The TEQSA reviews of universities essentially look at processes, procedures and their documentation. The TEQSA exercise, largely bureaucratic rather than strategic, is currently moving towards its second round of assessments, with all Australian universities having seemingly received mixed (but generally positive) results in the first round. TEQSA's shortcoming is that it does not specifically address issues of governance or strategic planning in anything other than a bureaucratic sense. In the April 2007 edition of Campus Review, the Vice Chancellor of the University of New South Wales, Fred Hilmer, criticized both AUQA (the agency before it became TEQSA) and the Research Quality Framework (a precursor to the ERA that was discarded before rollout):

"... singling out AUQA, Hilmer notes that while complex quality processes are in place, not one institution has lost its accreditation - 'there's never been a consequence - so it's just red tape...'"

"...The RQF is not a good thing - it's an expensive way to measure something that could be measured relatively simply. If we wanted to add impacts as one of the factors, then let's add impact. That can be achieved simply without having to go through what looks like a $90 million dollar exercise with huge implementation issues."

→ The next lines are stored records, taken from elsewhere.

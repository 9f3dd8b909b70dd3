//! Volume-level integration tests over real files.

use std::sync::Arc;
use std::time::Duration;

use chrono::{TimeZone, Utc};
use serde_json::json;

use slipstream_core::{
    Column, ColumnKind, Compression, FileType, LocalSlice, Slice, SliceId, SliceKey, SyncConfig,
    SyncMode,
};
use slipstream_storage::volume::{Volume, VolumeSpec, DRAIN_FILE, LOCK_FILE};
use slipstream_storage::{Error, VolumeConfig, COMPLETED_COUNT_FILE};

fn slice_for_volume(volume_id: &str, opened_at_hour: u32) -> Slice {
    let at = Utc.with_ymd_and_hms(2000, 1, 1, opened_at_hour, 0, 0).unwrap();
    let key = SliceKey {
        source_id: "my-source".into(),
        sink_id: "my-sink".into(),
        file_id: SliceId(at),
        volume_id: volume_id.into(),
        slice_id: SliceId(at),
    };
    let sync = SyncConfig {
        mode: SyncMode::Disk,
        wait: false,
        check_interval: Duration::from_millis(1),
        count_trigger: 100,
        bytes_trigger: 1024 * 1024,
        interval_trigger: Duration::from_millis(20),
    };
    Slice {
        local: LocalSlice::for_key(&key, Compression::None, sync),
        key,
        file_type: FileType::Csv,
        columns: vec![
            Column::new("id", ColumnKind::Id),
            Column::new("body", ColumnKind::Body),
        ],
    }
}

async fn open_test_volume(dir: &std::path::Path) -> Arc<Volume> {
    let spec = VolumeSpec {
        path: dir.to_path_buf(),
        kind: "hdd".to_string(),
        label: "1".to_string(),
    };
    let events = slipstream_storage::Events::new();
    Volume::open(spec, VolumeConfig::default(), &events)
        .await
        .unwrap()
}

#[tokio::test]
async fn write_records_to_a_real_slice_file() {
    let dir = tempfile::tempdir().unwrap();
    let volume = open_test_volume(dir.path()).await;

    let slice = slice_for_volume(volume.id().as_str(), 1);
    let writer = volume.open_writer(&slice).await.unwrap();

    writer
        .write_record(Utc::now(), &[json!("1"), json!("first")])
        .await
        .unwrap();
    writer
        .write_record(Utc::now(), &[json!("2"), json!("second")])
        .await
        .unwrap();
    writer.close().await.unwrap();

    let content = std::fs::read_to_string(writer.file_path()).unwrap();
    assert_eq!(content, "1,first\n2,second\n");

    // Auxiliary backups sit next to the data file.
    let backup = std::fs::read_to_string(writer.dir_path().join(COMPLETED_COUNT_FILE)).unwrap();
    assert!(backup.starts_with("2,"));

    volume.close().await.unwrap();
}

#[tokio::test]
async fn duplicate_writer_for_the_same_slice_is_rejected() {
    let dir = tempfile::tempdir().unwrap();
    let volume = open_test_volume(dir.path()).await;
    let slice = slice_for_volume(volume.id().as_str(), 1);

    // Concurrent opens: exactly one may win the key.
    let (a, b) = tokio::join!(volume.open_writer(&slice), volume.open_writer(&slice));
    let (winner, loser_err) = match (a, b) {
        (Ok(winner), Err(err)) => (winner, err),
        (Err(err), Ok(winner)) => (winner, err),
        (Ok(_), Ok(_)) => panic!("both writers were opened for one slice"),
        (Err(a), Err(b)) => panic!("both opens failed: {a}; {b}"),
    };
    assert!(matches!(loser_err, Error::WriterAlreadyExists));

    // Closing the winner frees the key for a new writer.
    winner.close().await.unwrap();
    let reopened = volume.open_writer(&slice).await.unwrap();
    reopened.close().await.unwrap();

    volume.close().await.unwrap();
}

#[tokio::test]
async fn volume_close_closes_writers_and_releases_the_lock() {
    let dir = tempfile::tempdir().unwrap();
    let volume = open_test_volume(dir.path()).await;

    let writer_a = volume
        .open_writer(&slice_for_volume(volume.id().as_str(), 1))
        .await
        .unwrap();
    let writer_b = volume
        .open_writer(&slice_for_volume(volume.id().as_str(), 2))
        .await
        .unwrap();
    assert_eq!(volume.writers().len(), 2);

    writer_a
        .write_record(Utc::now(), &[json!("1"), json!("x")])
        .await
        .unwrap();

    assert!(dir.path().join(LOCK_FILE).exists());
    volume.close().await.unwrap();

    assert!(writer_a.is_closed());
    assert!(writer_b.is_closed());
    assert!(!dir.path().join(LOCK_FILE).exists());

    // The volume refuses new writers after close.
    let err = volume
        .open_writer(&slice_for_volume(volume.id().as_str(), 3))
        .await
        .unwrap_err();
    assert!(matches!(err, Error::VolumeClosed(_)));
}

#[tokio::test]
async fn second_process_cannot_claim_a_locked_volume() {
    let dir = tempfile::tempdir().unwrap();
    let volume = open_test_volume(dir.path()).await;

    let spec = VolumeSpec {
        path: dir.path().to_path_buf(),
        kind: "hdd".to_string(),
        label: "1".to_string(),
    };
    let events = slipstream_storage::Events::new();
    let err = Volume::open(spec, VolumeConfig::default(), &events)
        .await
        .unwrap_err();
    assert!(err.to_string().contains("already locked"), "{err}");

    volume.close().await.unwrap();
}

#[tokio::test]
async fn drain_marker_blocks_open_and_flips_the_live_flag() {
    let dir = tempfile::tempdir().unwrap();

    // A present drain marker refuses the open outright.
    std::fs::write(dir.path().join(DRAIN_FILE), b"").unwrap();
    let spec = VolumeSpec {
        path: dir.path().to_path_buf(),
        kind: "hdd".to_string(),
        label: "1".to_string(),
    };
    let events = slipstream_storage::Events::new();
    let err = Volume::open(spec, VolumeConfig::default(), &events)
        .await
        .unwrap_err();
    assert!(matches!(err, Error::VolumeDrained(_)));
    std::fs::remove_file(dir.path().join(DRAIN_FILE)).unwrap();

    // Open with a fast drain poll; the flag follows the marker.
    let spec = VolumeSpec {
        path: dir.path().to_path_buf(),
        kind: "hdd".to_string(),
        label: "1".to_string(),
    };
    let config = VolumeConfig {
        drain_poll_interval: Duration::from_millis(10),
        ..VolumeConfig::default()
    };
    let events = slipstream_storage::Events::new();
    let volume = Volume::open(spec, config, &events).await.unwrap();
    assert!(!volume.drained());

    std::fs::write(dir.path().join(DRAIN_FILE), b"").unwrap();
    tokio::time::sleep(Duration::from_millis(100)).await;
    assert!(volume.drained());

    std::fs::remove_file(dir.path().join(DRAIN_FILE)).unwrap();
    tokio::time::sleep(Duration::from_millis(100)).await;
    assert!(!volume.drained());

    volume.close().await.unwrap();
}

#[tokio::test]
async fn closed_writer_is_removed_from_the_volume_set() {
    let dir = tempfile::tempdir().unwrap();
    let volume = open_test_volume(dir.path()).await;

    let writer = volume
        .open_writer(&slice_for_volume(volume.id().as_str(), 1))
        .await
        .unwrap();
    assert_eq!(volume.writers().len(), 1);

    writer.close().await.unwrap();
    assert_eq!(volume.writers().len(), 0);

    volume.close().await.unwrap();
}

#[tokio::test]
async fn pre_allocation_failure_is_not_fatal() {
    struct FailingAllocator;

    impl slipstream_storage::alloc::Allocator for FailingAllocator {
        fn allocate(
            &self,
            _file: &dyn slipstream_storage::ChainFile,
            _size: u64,
        ) -> std::io::Result<bool> {
            Err(std::io::Error::other("allocation refused"))
        }
    }

    let dir = tempfile::tempdir().unwrap();
    let spec = VolumeSpec {
        path: dir.path().to_path_buf(),
        kind: "hdd".to_string(),
        label: "1".to_string(),
    };
    let config = VolumeConfig {
        allocator: Arc::new(FailingAllocator),
        ..VolumeConfig::default()
    };
    let events = slipstream_storage::Events::new();
    let volume = Volume::open(spec, config, &events).await.unwrap();

    let mut slice = slice_for_volume(volume.id().as_str(), 1);
    slice.local.allocate_space = 1024 * 1024;

    // The writer opens and works although allocation failed.
    let writer = volume.open_writer(&slice).await.unwrap();
    writer
        .write_record(Utc::now(), &[json!("1"), json!("ok")])
        .await
        .unwrap();
    writer.close().await.unwrap();

    let content = std::fs::read_to_string(writer.file_path()).unwrap();
    assert_eq!(content, "1,ok\n");

    volume.close().await.unwrap();
}
//! Disk-Sync Engine
//!
//! Translates per-write acceptance into a scheduled durability guarantee.
//!
//! ```text
//! writes ──▶ counters/meters ──▶ [check loop, every check_interval]
//!                                      │ any trigger met?
//!                                      ▼
//!                               trigger_sync ──▶ one cycle in flight
//!                                      │              │
//!                               swap notifier    chain.flush / chain.sync
//!                                      │              │
//!                               waiters of the   outcome resolves the
//!                               next cycle       swapped notifier
//! ```
//!
//! Rules the rest of the system relies on:
//!
//! - At most one sync cycle runs at a time. Triggers during a running cycle
//!   neither start a second cycle nor get lost - they observe the running
//!   cycle's outcome.
//! - Writes accepted while a cycle runs are covered by the *next* cycle.
//! - Cycles with nothing to sync are skipped entirely, no I/O.
//! - With `wait = false`, writers get no-op notifiers and sync errors are
//!   only logged; they still reach anyone holding the cycle notifier (the
//!   final cycle run by `stop`).

use std::mem;
use std::sync::atomic::{AtomicBool, AtomicU64, Ordering};
use std::sync::{Arc, Mutex, RwLock};
use std::time::Instant;

use tokio::sync::watch;
use tokio::sync::OwnedMutexGuard;
use tokio::task::JoinHandle;
use tracing::{debug, error, info};

use slipstream_core::{SyncConfig, SyncMode};

use crate::chain::WriteChain;
use crate::error::{Error, Result};
use crate::notify::{new_pair, Notifier, NotifierHandle};

/// Live counters the engine evaluates its triggers against. Implemented by
/// the slice writer over the counters/meters already sitting in the chain.
pub trait SyncStats: Send + Sync {
    /// Count of accepted write operations.
    fn accepted_writes(&self) -> u64;
    /// Bytes written, measured before the compression stage.
    fn uncompressed_size(&self) -> u64;
    /// Bytes written, measured after the compression stage.
    fn compressed_size(&self) -> u64;
}

pub struct Syncer {
    config: SyncConfig,
    chain: Arc<WriteChain>,
    stats: Arc<dyn SyncStats>,
    enabled: bool,

    // Snapshots taken at the start of the last cycle.
    accepted_snapshot: AtomicU64,
    bytes_snapshot: AtomicU64,
    last_sync_at: Mutex<Instant>,

    /// Exclusivity of sync cycles; the owned guard lives for the cycle.
    cycle_lock: Arc<tokio::sync::Mutex<()>>,
    /// Pair resolved by the *next* cycle; writers pick up its notifier.
    current: RwLock<(NotifierHandle, Notifier)>,
    /// Notifier of the cycle currently (or most recently) in flight.
    last_started: Mutex<Notifier>,

    stopped: AtomicBool,
    stop_tx: watch::Sender<bool>,
    task: Mutex<Option<JoinHandle<()>>>,
}

impl Syncer {
    /// Create the engine and start its check loop.
    ///
    /// Panics when the config is invalid - a zero trigger with an enabled
    /// mode is a programming/config mistake, not a runtime condition.
    pub fn new(config: SyncConfig, chain: Arc<WriteChain>, stats: Arc<dyn SyncStats>) -> Arc<Self> {
        if let Err(err) = config.validate() {
            panic!("invalid sync config: {err}");
        }

        let enabled = config.mode != SyncMode::Disabled;
        let (stop_tx, stop_rx) = watch::channel(false);

        let syncer = Arc::new(Self {
            enabled,
            chain,
            stats,
            accepted_snapshot: AtomicU64::new(0),
            bytes_snapshot: AtomicU64::new(0),
            last_sync_at: Mutex::new(Instant::now()),
            cycle_lock: Arc::new(tokio::sync::Mutex::new(())),
            current: RwLock::new(new_pair()),
            last_started: Mutex::new(Notifier::noop()),
            stopped: AtomicBool::new(false),
            stop_tx,
            task: Mutex::new(None),
            config,
        });

        if enabled {
            info!(
                mode = %syncer.config.mode,
                count_trigger = syncer.config.count_trigger,
                bytes_trigger = syncer.config.bytes_trigger,
                interval_trigger_ms = syncer.config.interval_trigger.as_millis() as u64,
                check_interval_ms = syncer.config.check_interval.as_millis() as u64,
                "sync is enabled"
            );
            let task = Self::spawn_check_loop(&syncer, stop_rx);
            *syncer.task.lock().expect("syncer task lock poisoned") = Some(task);
        } else {
            info!("sync is disabled");
        }

        syncer
    }

    /// Notifier for the cycle that will cover writes accepted now.
    /// A no-op notifier when syncing or waiting is disabled, and after stop -
    /// a write racing the final cycle must not wait on a notifier no cycle
    /// will ever resolve (the closing chain flushes its bytes anyway).
    pub fn notifier(&self) -> Notifier {
        if !self.enabled || !self.config.wait || self.stopped.load(Ordering::Acquire) {
            return Notifier::noop();
        }
        self.current
            .read()
            .expect("syncer notifier lock poisoned")
            .1
            .clone()
    }

    /// Initiate a sync cycle, bypassing the check loop.
    ///
    /// With `force = true` the call waits for a running cycle to finish and
    /// then starts a new one. With `force = false` a running cycle coalesces
    /// the trigger: its own notifier is returned and no new cycle starts.
    /// Neither variant waits for the cycle to complete - use the returned
    /// notifier for that.
    pub async fn trigger_sync(self: &Arc<Self>, force: bool) -> Notifier {
        if !self.enabled {
            return Notifier::noop();
        }

        let guard = if force {
            self.cycle_lock.clone().lock_owned().await
        } else {
            match self.cycle_lock.clone().try_lock_owned() {
                Ok(guard) => guard,
                Err(_) => {
                    return self
                        .last_started
                        .lock()
                        .expect("syncer last-started lock poisoned")
                        .clone();
                }
            }
        };

        self.start_cycle(guard)
    }

    /// Stop the engine: run one final forced cycle covering the un-synced
    /// tail, then refuse further operations. The second call returns an
    /// "already stopped" error.
    pub async fn stop(self: &Arc<Self>) -> Result<()> {
        debug!("stopping syncer");

        if self.stopped.swap(true, Ordering::AcqRel) {
            return Err(Error::SyncerAlreadyStopped);
        }
        let _ = self.stop_tx.send(true);

        // The last sync.
        let notifier = self.trigger_sync(true).await;
        let result = notifier.wait().await;

        let task = self.task.lock().expect("syncer task lock poisoned").take();
        if let Some(task) = task {
            let _ = task.await;
        }

        debug!("syncer stopped");
        result
    }

    fn spawn_check_loop(syncer: &Arc<Self>, mut stop_rx: watch::Receiver<bool>) -> JoinHandle<()> {
        let syncer = syncer.clone();
        tokio::spawn(async move {
            let mut ticker = tokio::time::interval(syncer.config.check_interval);
            ticker.set_missed_tick_behavior(tokio::time::MissedTickBehavior::Skip);
            ticker.tick().await;

            loop {
                tokio::select! {
                    _ = stop_rx.changed() => return,
                    _ = ticker.tick() => {
                        if syncer.check_conditions() {
                            let _ = syncer.trigger_sync(false).await;
                        }
                    }
                }
            }
        })
    }

    fn check_conditions(&self) -> bool {
        let count = self
            .stats
            .accepted_writes()
            .saturating_sub(self.accepted_snapshot.load(Ordering::Acquire));
        if count == 0 {
            return false;
        }
        if count >= self.config.count_trigger {
            return true;
        }

        let bytes = self
            .stats
            .uncompressed_size()
            .saturating_sub(self.bytes_snapshot.load(Ordering::Acquire));
        if bytes >= self.config.bytes_trigger {
            return true;
        }

        let last_sync_at = *self
            .last_sync_at
            .lock()
            .expect("syncer last-sync lock poisoned");
        last_sync_at.elapsed() >= self.config.interval_trigger
    }

    /// Start one cycle; the caller already holds the cycle lock and hands the
    /// owned guard over to the cycle task.
    fn start_cycle(self: &Arc<Self>, guard: OwnedMutexGuard<()>) -> Notifier {
        // Writes counted before this point belong to this cycle.
        let accepted = self.stats.accepted_writes();
        let pending = accepted.saturating_sub(self.accepted_snapshot.swap(accepted, Ordering::AcqRel));
        self.bytes_snapshot
            .store(self.stats.uncompressed_size(), Ordering::Release);
        *self
            .last_sync_at
            .lock()
            .expect("syncer last-sync lock poisoned") = Instant::now();

        // Swap the notifier: old writes observe this cycle, new writes the next.
        let (handle, notifier) = {
            let mut current = self.current.write().expect("syncer notifier lock poisoned");
            mem::replace(&mut *current, new_pair())
        };
        *self
            .last_started
            .lock()
            .expect("syncer last-started lock poisoned") = notifier.clone();

        if pending == 0 {
            debug!("nothing to sync");
            handle.finish(Ok(()));
            drop(guard);
            return notifier;
        }

        let chain = self.chain.clone();
        let mode = self.config.mode;
        tokio::spawn(async move {
            debug!(mode = %mode, pending, "starting sync");

            let result = tokio::task::spawn_blocking(move || match mode {
                SyncMode::Disk => chain.sync(),
                SyncMode::Cache => chain.flush(),
                SyncMode::Disabled => Ok(()),
            })
            .await;

            let outcome = match result {
                Ok(Ok(())) => {
                    debug!(mode = %mode, "sync done");
                    Ok(())
                }
                Ok(Err(err)) => {
                    error!(mode = %mode, "sync failed: {err}");
                    Err(err.to_string())
                }
                Err(err) => {
                    error!(mode = %mode, "sync task failed: {err}");
                    Err(err.to_string())
                }
            };

            // Release the cycle lock before waking waiters.
            drop(guard);
            handle.finish(outcome);
        });

        notifier
    }
}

The RQF (scrapped with the change in government in 2007) was modeled on the British Research Assessment Exercise (RAE) system, and was intended to assess the quality and impact of research undertaken at universities through panel-based evaluation of individual research groups within university disciplines. Its objective was to provide government, industry, business and the wider community with an assurance that research quality within Australian universities had been rigorously assessed against international standards. Assessment was expected to allow research groups to be benchmarked against national and international standards across discipline areas. If successfully implemented, this would have been a departure from the Australian Government's traditional approach to measuring research performance exclusively through bibliometrics. The RQF was fraught with controversy, particularly because the cost of such an undertaking (using international panels) and the difficulty in having agreed definitions of research quality and impact. The Labor government which scrapped the RQF has yet to outline any system which will replace it, stating however that it will enter into discussions with higher education providers, to gain consensus on a streamlined, metrics-driven approach.

International reputations
Australian universities consistently feature well in the top 150 international universities as ranked by the Academic Ranking of World Universities, the QS World University Rankings, and the Times Higher Education World University Rankings. From 2012 through 2016, eight Australian universities have featured in the top 150 universities of these three lists. The eight universities which are regularly ranked highly are Australian National University, the University of Melbourne, the University of Queensland, the University of Adelaide, Monash University, the University of Western Australia, the University of New South Wales, and the University of Sydney. These universities comprise Australia's Group of Eight, a coalition of research-intensive Australian universities.